To the extent Plaintiff, through conversations with counsel for the SSA, sought to expand the scope of documents sought in the FOIA request, the SSA was under no obligation to perform additional searches to locate documents responsive to newly-added categories. Larson v. Dep't of State, 565 F.3d 857, 869 (D.C. Cir. 2009) ("[A]dequacy [of an agency's search] is measured by the reasonableness of the effort in light of the specific request." (internal quotation marks and citation omitted)). "[N]o statute requires a court to allow FOIA modifications during the course of litigation." Serv. Women's Action Network v. U.S. Dep't of Defense, No. 11-cv-1534 (SRU), 2013 WL 1149946, at *3 (D. Conn. Mar. 19, 2013).

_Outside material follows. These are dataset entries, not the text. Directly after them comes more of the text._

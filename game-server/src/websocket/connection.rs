use game_types::{PlayerId, ServerEvent};
use std::collections::HashMap;
use std::fmt;
use tokio::sync::{RwLock, mpsc};
use uuid::Uuid;

/// One id per websocket; it doubles as the player id once the
/// connection joins the game.
#[derive(Debug, Clone, Copy, PartialEq, Eq, Hash)]
pub struct ConnectionId(Uuid);

impl ConnectionId {
    pub fn new() -> Self {
        Self(Uuid::new_v4())
    }

    pub fn player_id(&self) -> PlayerId {
        self.0
    }
}

impl Default for ConnectionId {
    fn default() -> Self {
        Self::new()
    }
}

impl From<PlayerId> for ConnectionId {
    fn from(id: PlayerId) -> Self {
        Self(id)
    }
}

impl fmt::Display for ConnectionId {
    fn fmt(&self, f: &mut fmt::Formatter<'_>) -> fmt::Result {
        write!(f, "{}", self.0)
    }
}

#[derive(Debug, Clone)]
pub struct Connection {
    pub id: ConnectionId,
    pub sender: mpsc::UnboundedSender<ServerEvent>,
}

impl Connection {
    pub fn new(id: ConnectionId) -> (Self, mpsc::UnboundedReceiver<ServerEvent>) {
        let (sender, receiver) = mpsc::unbounded_channel();
        (Self { id, sender }, receiver)
    }

    pub fn send(&self, event: ServerEvent) -> Result<(), String> {
        self.sender.send(event).map_err(|_| "Connection closed".to_string())
    }
}

/// The single game room: per-connection outgoing channels plus a
/// broadcast-to-all primitive. Delivery is fire-and-forget; a closed
/// peer is skipped, never an error for the game.
pub struct RoomHub {
    connections: RwLock<HashMap<ConnectionId, Connection>>,
}

impl RoomHub {
    pub fn new() -> Self {
        Self {
            connections: RwLock::new(HashMap::new()),
        }
    }

    pub async fn register(&self, id: ConnectionId) -> mpsc::UnboundedReceiver<ServerEvent> {
        let (connection, receiver) = Connection::new(id);
        let mut connections = self.connections.write().await;
        connections.insert(id, connection);
        receiver
    }

    pub async fn unregister(&self, id: ConnectionId) {
        let mut connections = self.connections.write().await;
        connections.remove(&id);
    }

    pub async fn send_to(&self, id: ConnectionId, event: ServerEvent) -> Result<(), String> {
        let connections = self.connections.read().await;
        match connections.get(&id) {
            Some(connection) => connection.send(event),
            None => Err("Connection not found".to_string()),
        }
    }

    pub async fn broadcast(&self, event: ServerEvent) {
        let connections = self.connections.read().await;
        for connection in connections.values() {
            let _ = connection.send(event.clone());
        }
    }

    pub async fn connection_count(&self) -> usize {
        let connections = self.connections.read().await;
        connections.len()
    }
}

impl Default for RoomHub {
    fn default() -> Self {
        Self::new()
    }
}

#[cfg(test)]
mod tests {
    use super::*;

    #[tokio::test]
    async fn register_and_unregister_track_the_room() {
        let hub = RoomHub::new();
        let id = ConnectionId::new();

        let _receiver = hub.register(id).await;
        assert_eq!(hub.connection_count().await, 1);

        hub.unregister(id).await;
        assert_eq!(hub.connection_count().await, 0);
    }

    #[tokio::test]
    async fn broadcast_reaches_every_connection() {
        let hub = RoomHub::new();
        let mut receiver1 = hub.register(ConnectionId::new()).await;
        let mut receiver2 = hub.register(ConnectionId::new()).await;

        hub.broadcast(ServerEvent::GameWaiting).await;

        assert!(receiver1.try_recv().is_ok());
        assert!(receiver2.try_recv().is_ok());
    }

    #[tokio::test]
    async fn unicast_reaches_only_the_target() {
        let hub = RoomHub::new();
        let target = ConnectionId::new();
        let mut target_rx = hub.register(target).await;
        let mut other_rx = hub.register(ConnectionId::new()).await;

        hub.send_to(target, ServerEvent::InvalidUsername).await.unwrap();

        assert!(target_rx.try_recv().is_ok());
        assert!(other_rx.try_recv().is_err());
    }

    #[tokio::test]
    async fn sending_to_unknown_connection_fails() {
        let hub = RoomHub::new();
        let result = hub.send_to(ConnectionId::new(), ServerEvent::GameWaiting).await;
        assert_eq!(result.unwrap_err(), "Connection not found");
    }

    #[tokio::test]
    async fn sending_after_receiver_drop_fails() {
        let hub = RoomHub::new();
        let id = ConnectionId::new();
        let receiver = hub.register(id).await;
        drop(receiver);

        let result = hub.send_to(id, ServerEvent::GameWaiting).await;
        assert_eq!(result.unwrap_err(), "Connection closed");
    }
}
use futures_util::{SinkExt, StreamExt};
use std::sync::Arc;
use tokio::sync::mpsc::UnboundedSender;
use tracing::{error, info, warn};
use warp::ws::{Message, WebSocket};

use game_types::ClientEvent;

pub mod connection;

pub use connection::{ConnectionId, RoomHub};

use crate::engine::Command;

pub async fn handle_connection(
    websocket: WebSocket,
    hub: Arc<RoomHub>,
    engine_tx: UnboundedSender<Command>,
) {
    let connection_id = ConnectionId::new();
    info!("New WebSocket connection: {}", connection_id);

    let (mut ws_sender, mut ws_receiver) = websocket.split();

    // Register with the hub and get the receiver for outgoing events
    let mut event_receiver = hub.register(connection_id).await;

    // Inbound: decode client events and queue them for the engine
    let incoming_handler = {
        let engine_tx = engine_tx.clone();
        async move {
            while let Some(result) = ws_receiver.next().await {
                match result {
                    Ok(msg) => {
                        if let Err(e) = handle_message(msg, connection_id, &engine_tx) {
                            error!("Error handling message for {}: {}", connection_id, e);
                            break;
                        }
                    }
                    Err(e) => {
                        warn!("WebSocket error for {}: {}", connection_id, e);
                        break;
                    }
                }
            }
        }
    };

    // Outbound: serialize engine pushes onto the socket
    let outgoing_handler = async move {
        while let Some(event) = event_receiver.recv().await {
            let json = match serde_json::to_string(&event) {
                Ok(json) => json,
                Err(e) => {
                    error!("Failed to serialize event: {:?}", e);
                    continue;
                }
            };

            if let Err(e) = ws_sender.send(Message::text(json)).await {
                warn!("Failed to send event to {}: {:?}", connection_id, e);
                break;
            }
        }
    };

    tokio::select! {
        _ = incoming_handler => {},
        _ = outgoing_handler => {},
    }

    info!("Connection {} disconnected", connection_id);
    hub.unregister(connection_id).await;
    let _ = engine_tx.send(Command::Disconnect {
        conn: connection_id,
    });
}

fn handle_message(
    msg: Message,
    connection_id: ConnectionId,
    engine_tx: &UnboundedSender<Command>,
) -> Result<(), Box<dyn std::error::Error + Send + Sync>> {
    // Only handle text frames
    if !msg.is_text() {
        return Ok(());
    }

    let text = msg.to_str().map_err(|_| "Invalid text message")?;
    let event: ClientEvent =
        serde_json::from_str(text).map_err(|e| format!("Invalid JSON message: {}", e))?;

    engine_tx
        .send(command_for(connection_id, event))
        .map_err(|_| "Engine queue closed")?;
    Ok(())
}

fn command_for(conn: ConnectionId, event: ClientEvent) -> Command {
    match event {
        ClientEvent::Join {
            username,
            joined_at,
        } => Command::Join {
            conn,
            username,
            joined_at,
        },
        ClientEvent::NewMessage { text } => Command::Chat { conn, text },
        ClientEvent::NewLine { line } => Command::Line { conn, line },
        ClientEvent::NewWord { word } => Command::Word { conn, word },
        ClientEvent::GetWordChoices => Command::WordChoices { conn },
    }
}
#[cfg(test)]
mod tests {
    use super::*;
    use crate::sim::geometry::Aabb;
    use crate::sim::rng::SequenceRng;
    use crate::sim::state::{Coin, PlatformId, Player, Spike};
    use glam::Vec2;
    use proptest::prelude::*;

    /// Simulation whose spawner never fires
    fn quiet_sim() -> Simulation<SequenceRng> {
        Simulation::with_rng(SequenceRng::constant(0.999), Tuning::default())
    }

    fn stand_on_ground(sim: &mut Simulation<SequenceRng>, x: f32) {
        sim.state.player.pos = Vec2::new(x, 240.0);
        sim.state.player.vel = Vec2::ZERO;
        sim.state.player.on_ground = true;
    }

    #[test]
    fn test_default_run_starts_running() {
        let sim = Simulation::new(1);
        assert_eq!(sim.phase(), GamePhase::Running);
        assert_eq!(sim.state().seed, 1);
        assert_eq!(sim.snapshot().tick, 0);
    }

    #[test]
    fn test_move_inputs_set_velocity_to_speed() {
        let mut sim = quiet_sim();
        assert_eq!(sim.apply_input(InputEvent::MoveRight), InputOutcome::Applied);
        assert_eq!(sim.state().player.vel.x, 5.0);
        assert_eq!(sim.apply_input(InputEvent::MoveLeft), InputOutcome::Applied);
        assert_eq!(sim.state().player.vel.x, -5.0);
    }

    #[test]
    fn test_speed_upgrade_feeds_movement() {
        let mut sim = quiet_sim();
        sim.state.player.currency = 10;
        assert_eq!(
            sim.apply_input(InputEvent::Purchase(Stat::Speed)),
            InputOutcome::Purchase(PurchaseOutcome::Applied)
        );
        sim.apply_input(InputEvent::MoveRight);
        assert_eq!(sim.state().player.vel.x, 6.0);
    }

    #[test]
    fn test_jump_only_when_grounded() {
        let mut sim = quiet_sim();
        stand_on_ground(&mut sim, 50.0);
        assert_eq!(sim.apply_input(InputEvent::Jump), InputOutcome::Applied);
        assert_eq!(sim.state().player.vel.y, -15.0);
        assert!(!sim.state().player.on_ground);
        // Mid-air
        assert_eq!(sim.apply_input(InputEvent::Jump), InputOutcome::Ignored);
    }

    #[test]
    fn test_queued_jump_affects_next_integration() {
        let mut sim = quiet_sim();
        stand_on_ground(&mut sim, 50.0);
        sim.queue_input(InputEvent::Jump);
        assert_eq!(sim.pending_inputs(), 1);

        sim.tick();
        let player = &sim.state().player;
        assert_eq!(sim.pending_inputs(), 0);
        assert!(!player.on_ground);
        assert!((player.vel.y - (-15.0 + 0.8)).abs() < 1e-5);
        assert!((player.pos.y - (240.0 - 14.2)).abs() < 1e-4);
    }

    #[test]
    fn test_no_key_up_velocity_only_decays() {
        let mut sim = quiet_sim();
        stand_on_ground(&mut sim, 100.0);
        sim.apply_input(InputEvent::MoveRight);
        sim.tick();
        assert_eq!(sim.state().player.pos.x, 105.0);
        assert!((sim.state().player.vel.x - 4.5).abs() < 1e-5);
        sim.tick();
        assert!((sim.state().player.pos.x - 109.5).abs() < 1e-4);
    }

    #[test]
    fn test_grounded_player_stays_on_ground_through_ticks() {
        let mut sim = quiet_sim();
        stand_on_ground(&mut sim, 50.0);
        for _ in 0..30 {
            let outcome = sim.tick();
            assert!(outcome.events().contains(&GameEvent::Landed {
                platform: PlatformId::Ground
            }));
        }
        assert!(sim.state().player.on_ground);
        assert_eq!(sim.state().player.pos.y, 240.0);
    }

    #[test]
    fn test_coin_pickup_through_tick() {
        let mut sim = quiet_sim();
        stand_on_ground(&mut sim, 100.0);
        let id = sim.state.next_entity_id();
        sim.state.coins.push(Coin {
            id,
            pos: Vec2::new(110.0, 230.0),
            collected: false,
        });

        let outcome = sim.tick();
        assert!(outcome.events().contains(&GameEvent::CoinCollected { id }));
        assert_eq!(sim.state().player.currency, 1);
        assert_eq!(sim.state().run.score, 10);
        // Lazy removal: still listed, flagged
        assert_eq!(sim.state().coins.len(), 1);
        assert!(sim.state().coins[0].collected);

        sim.tick();
        assert!(sim.state().coins.is_empty());
        assert_eq!(sim.state().player.currency, 1);
    }

    fn arm_lethal_spike(sim: &mut Simulation<SequenceRng>) {
        // Player hovering with the spike centre 10 below; gravity keeps it in range
        sim.state.player = Player {
            pos: Vec2::new(110.0, 255.0),
            vel: Vec2::ZERO,
            on_ground: false,
            health: 10.0,
            ..Default::default()
        };
        let id = sim.state.next_entity_id();
        sim.state.spikes.push(Spike {
            id,
            rect: Aabb::new(100.0, 260.0, 20.0, 20.0),
        });
    }

    #[test]
    fn test_lethal_spike_transitions_to_game_over() {
        let mut sim = quiet_sim();
        arm_lethal_spike(&mut sim);

        let outcome = sim.tick();
        assert!(outcome.is_advanced());
        assert_eq!(sim.state().player.health, 0.0);
        assert!(sim.state().run.game_over);
        assert_eq!(sim.phase(), GamePhase::GameOver);
        assert!(outcome.events().iter().any(|e| matches!(e, GameEvent::GameOver { .. })));
    }

    #[test]
    fn test_game_over_freezes_world_and_movement() {
        let mut sim = quiet_sim();
        arm_lethal_spike(&mut sim);
        sim.tick();
        let frozen = sim.snapshot();

        assert_eq!(sim.tick(), TickOutcome::Halted);
        assert_eq!(sim.apply_input(InputEvent::MoveLeft), InputOutcome::Ignored);
        assert_eq!(sim.apply_input(InputEvent::MoveRight), InputOutcome::Ignored);
        assert_eq!(sim.apply_input(InputEvent::Jump), InputOutcome::Ignored);
        assert_eq!(sim.tick(), TickOutcome::Halted);
        assert_eq!(sim.snapshot(), frozen);
    }

    #[test]
    fn test_shop_toggle_and_purchase_allowed_in_game_over() {
        let mut sim = quiet_sim();
        arm_lethal_spike(&mut sim);
        sim.state.player.currency = 10;
        sim.tick();
        assert!(sim.is_game_over());

        assert_eq!(sim.apply_input(InputEvent::ToggleShop), InputOutcome::Applied);
        assert!(sim.state().run.shop_visible);
        assert_eq!(sim.purchase(Stat::Armor), PurchaseOutcome::Applied);
        assert_eq!(sim.state().player.currency, 0);
        assert!(sim.is_game_over());
    }

    #[test]
    fn test_reset_restores_defaults_and_keeps_platforms() {
        let mut sim = quiet_sim();
        let platforms = sim.state().platforms.clone();
        sim.state.run.score = 120;
        sim.state.player.currency = 4;
        sim.state.player.armor = 1.4;
        sim.state.coins.push(Coin {
            id: 99,
            pos: Vec2::new(200.0, 100.0),
            collected: false,
        });
        arm_lethal_spike(&mut sim);
        sim.tick();
        assert!(sim.is_game_over());

        assert_eq!(sim.apply_input(InputEvent::Reset), InputOutcome::Applied);
        let snap = sim.snapshot();
        assert_eq!(snap.phase, GamePhase::Running);
        assert_eq!(snap.player, Player::default());
        assert_eq!(snap.player.pos, Vec2::new(50.0, 250.0));
        assert_eq!(snap.player.health, 100.0);
        assert_eq!(snap.player.currency, 0);
        assert_eq!(snap.player.armor, 1.0);
        assert_eq!(snap.player.speed, 5.0);
        assert_eq!(snap.player.jump_power, 15.0);
        assert_eq!(snap.run.score, 0);
        assert!(!snap.run.game_over);
        assert!(snap.coins.is_empty());
        assert!(snap.spikes.is_empty());
        assert_eq!(snap.platforms, platforms);
        assert_eq!(snap.tick, 0);

        assert!(sim.tick().is_advanced());
    }

    #[test]
    fn test_queued_reset_revives_on_next_tick() {
        let mut sim = quiet_sim();
        arm_lethal_spike(&mut sim);
        sim.tick();
        sim.queue_input(InputEvent::MoveLeft);
        sim.queue_input(InputEvent::Reset);
        assert!(sim.tick().is_advanced());
        assert_eq!(sim.phase(), GamePhase::Running);
        assert_eq!(sim.state().time_ticks, 1);
    }

    #[test]
    fn test_determinism() {
        // Two runs with the same seed and inputs end up identical
        let mut a = Simulation::new(99999);
        let mut b = Simulation::new(99999);
        let script = [
            InputEvent::MoveRight,
            InputEvent::Jump,
            InputEvent::MoveLeft,
            InputEvent::ToggleShop,
            InputEvent::Purchase(Stat::Armor),
        ];
        for i in 0..2_000 {
            if i % 37 == 0 {
                let event = script[(i / 37) % script.len()];
                a.queue_input(event);
                b.queue_input(event);
            }
            a.tick();
            b.tick();
        }
        assert_eq!(a.snapshot(), b.snapshot());
    }

    #[test]
    fn test_grounded_demo_tuning_rests_on_ground() {
        let tuning = Tuning::from_json(include_str!("../../demos/grounded.json")).unwrap();
        let mut sim = Simulation::with_rng(SequenceRng::constant(0.999), tuning);

        let outcome = sim.tick();
        assert!(outcome.events().contains(&GameEvent::Landed {
            platform: PlatformId::Ground
        }));
        assert!(sim.state().player.on_ground);
        assert_eq!(sim.state().player.pos.y, 250.0);
    }

    #[test]
    fn test_tuned_starting_stats_survive_reset() {
        let tuning = Tuning {
            start_speed: 8.0,
            start_jump_power: 20.0,
            ..Tuning::default()
        };
        let mut sim = Simulation::with_rng(SequenceRng::constant(0.999), tuning);
        assert_eq!(sim.state().player.speed, 8.0);
        assert_eq!(sim.state().player.jump_power, 20.0);

        sim.state.player.currency = 10;
        assert!(sim.purchase(Stat::Speed).is_applied());
        assert_eq!(sim.state().player.speed, 9.0);

        sim.reset();
        assert_eq!(sim.state().player.speed, 8.0);
        assert_eq!(sim.state().player.jump_power, 20.0);

        sim.apply_input(InputEvent::MoveRight);
        assert_eq!(sim.state().player.vel.x, 8.0);
    }

    fn input_strategy() -> impl Strategy<Value = Option<InputEvent>> {
        prop_oneof![
            4 => Just(None),
            1 => Just(Some(InputEvent::MoveLeft)),
            1 => Just(Some(InputEvent::MoveRight)),
            1 => Just(Some(InputEvent::Jump)),
            1 => Just(Some(InputEvent::ToggleShop)),
            1 => Just(Some(InputEvent::Purchase(Stat::Armor))),
            1 => Just(Some(InputEvent::Purchase(Stat::Speed))),
            1 => Just(Some(InputEvent::Purchase(Stat::JumpPower))),
            1 => Just(Some(InputEvent::Reset)),
        ]
    }

    proptest! {
        #![proptest_config(ProptestConfig::with_cases(48))]

        #[test]
        fn prop_invariants_hold_every_tick(
            seed in any::<u64>(),
            start_x in 20.0f32..380.0,
            spike_damage in 1.0f32..150.0,
            script in proptest::collection::vec(input_strategy(), 1..600),
        ) {
            // A 30-tall player stands at y=250, within hit range of spike
            // centres at y=270, and spawns are aggressive
            let tuning = Tuning {
                player_half_height: 15.0,
                coin_spawn_p: 0.3,
                spike_spawn_p: 0.2,
                spike_damage,
                ..Tuning::default()
            };
            let mut sim = Simulation::with_tuning(seed, tuning);
            sim.state.player.pos = Vec2::new(start_x, 250.0);
            let id = sim.state.next_entity_id();
            sim.state.spikes.push(Spike {
                id,
                rect: Aabb::new(start_x - 10.0, 260.0, 20.0, 20.0),
            });

            let mut last_armor = sim.state().player.armor;
            let mut last_speed = sim.state().player.speed;
            let mut last_jump = sim.state().player.jump_power;
            let mut last_phase = sim.phase();
            let mut spike_hits = 0usize;

            // First tick runs with no input so the planted spike is guaranteed to bite
            let inputs = std::iter::once(None).chain(script);
            for input in inputs {
                let resetting = input == Some(InputEvent::Reset);
                if let Some(event) = input {
                    sim.queue_input(event);
                }
                let outcome = sim.tick();
                spike_hits += outcome
                    .events()
                    .iter()
                    .filter(|e| matches!(e, GameEvent::SpikeHit { .. }))
                    .count();

                let snap = sim.snapshot();
                let player = &snap.player;
                prop_assert!((0.0..=100.0).contains(&player.health));
                prop_assert!(player.pos.x >= 20.0 && player.pos.x <= 380.0);
                prop_assert!(snap.visible_coins().count() <= 5);
                prop_assert!(snap.spikes.len() <= 3);
                prop_assert_eq!(snap.run.game_over, snap.phase == GamePhase::GameOver);
                prop_assert_eq!(snap.run.game_over, player.health <= 0.0);
                if last_phase == GamePhase::Running && snap.phase == GamePhase::GameOver {
                    let has_game_over =
                        outcome.events().iter().any(|e| matches!(e, GameEvent::GameOver { .. }));
                    prop_assert!(has_game_over);
                }

                // Stats only ever drop through a reset
                if !resetting {
                    prop_assert!(player.armor >= last_armor);
                    prop_assert!(player.speed >= last_speed);
                    prop_assert!(player.jump_power >= last_jump);
                }
                last_armor = player.armor;
                last_speed = player.speed;
                last_jump = player.jump_power;
                last_phase = snap.phase;
            }

            prop_assert!(spike_hits >= 1);
        }
    }
}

Thus, it is proper on this motion for summary judgment for this Court to rule on "the only request actually before [it]." Id., at *4; see also Wilson v. U.S. Dep't of Transp., 730 F. Supp. 2d 140, 155 (D.D.C. 2010) ("[A]n agency need only conduct a search as to the original request, and not to subsequent additions or clarifications."). The files searched and the search methodology should have located documents about payment history, including payees, of Plaintiff's son's benefits, as well as correspondence and meetings with Plaintiff and the grandmother about Plaintiff's son's benefits and other documents responsive to Plaintiff's FOIA request. Of course, Plaintiff is free to serve another FOIA request on the agency requesting additional categories of documents not covered in the original FOIA request. But there is no basis for finding that the agency acted in bad faith in searching for records responsive to the FOIA request served in May of 2017.
CONCLUSION
For the foregoing reasons, this Court respectfully recommends that Defendant's motion for summary judgment be GRANTED. Dated: January 2, 2019
New York, New York
Respectfully submitted,
/s/_________
KATHARINE H. PARKER
United States Magistrate Judge
NOTICE
The parties shall have fourteen days from the service of this Report and Recommendation to file written objections to the Report and Recommendation, pursuant to 28 U.S.C. § 636(b)(1) and Rule 72(b) of the Federal Rules of Civil Procedure. See also Fed. R. Civ. P. 6(a) , (d) (adding three additional days only when service is made under Fed. R. Civ. P. 5(b)(2)(C) (mail) , (D) (leaving with the clerk), or (F) (other means consented to by the parties)). If any party files written objections to this Report and Recommendation, the opposing party may respond to the objections within fourteen days after being served with a copy. Fed. R. Civ. P. 72(b)(2). Such objections shall be filed with the Clerk of the Court, with courtesy copies delivered to the chambers of the Honorable Colleen McMahon at the United States Courthouse, 500 Pearl Street, New York, New York 10007, and to any opposing parties. See 28 U.S.C. § 636(b)(1); Fed. R. Civ. P. 6(a) , 6(d), 72(b). Any requests for an extension of time for filing objections must be addressed to Judge McMahon. The failure to file these timely objections will result in a waiver of those objections for purposes of appeal. See 28 U.S.C. § 636(b)(1); Fed. R. Civ. P. 6(a) , 6(d), 72(b); Thomas v. Arn , 474 U.S. 140 (1985).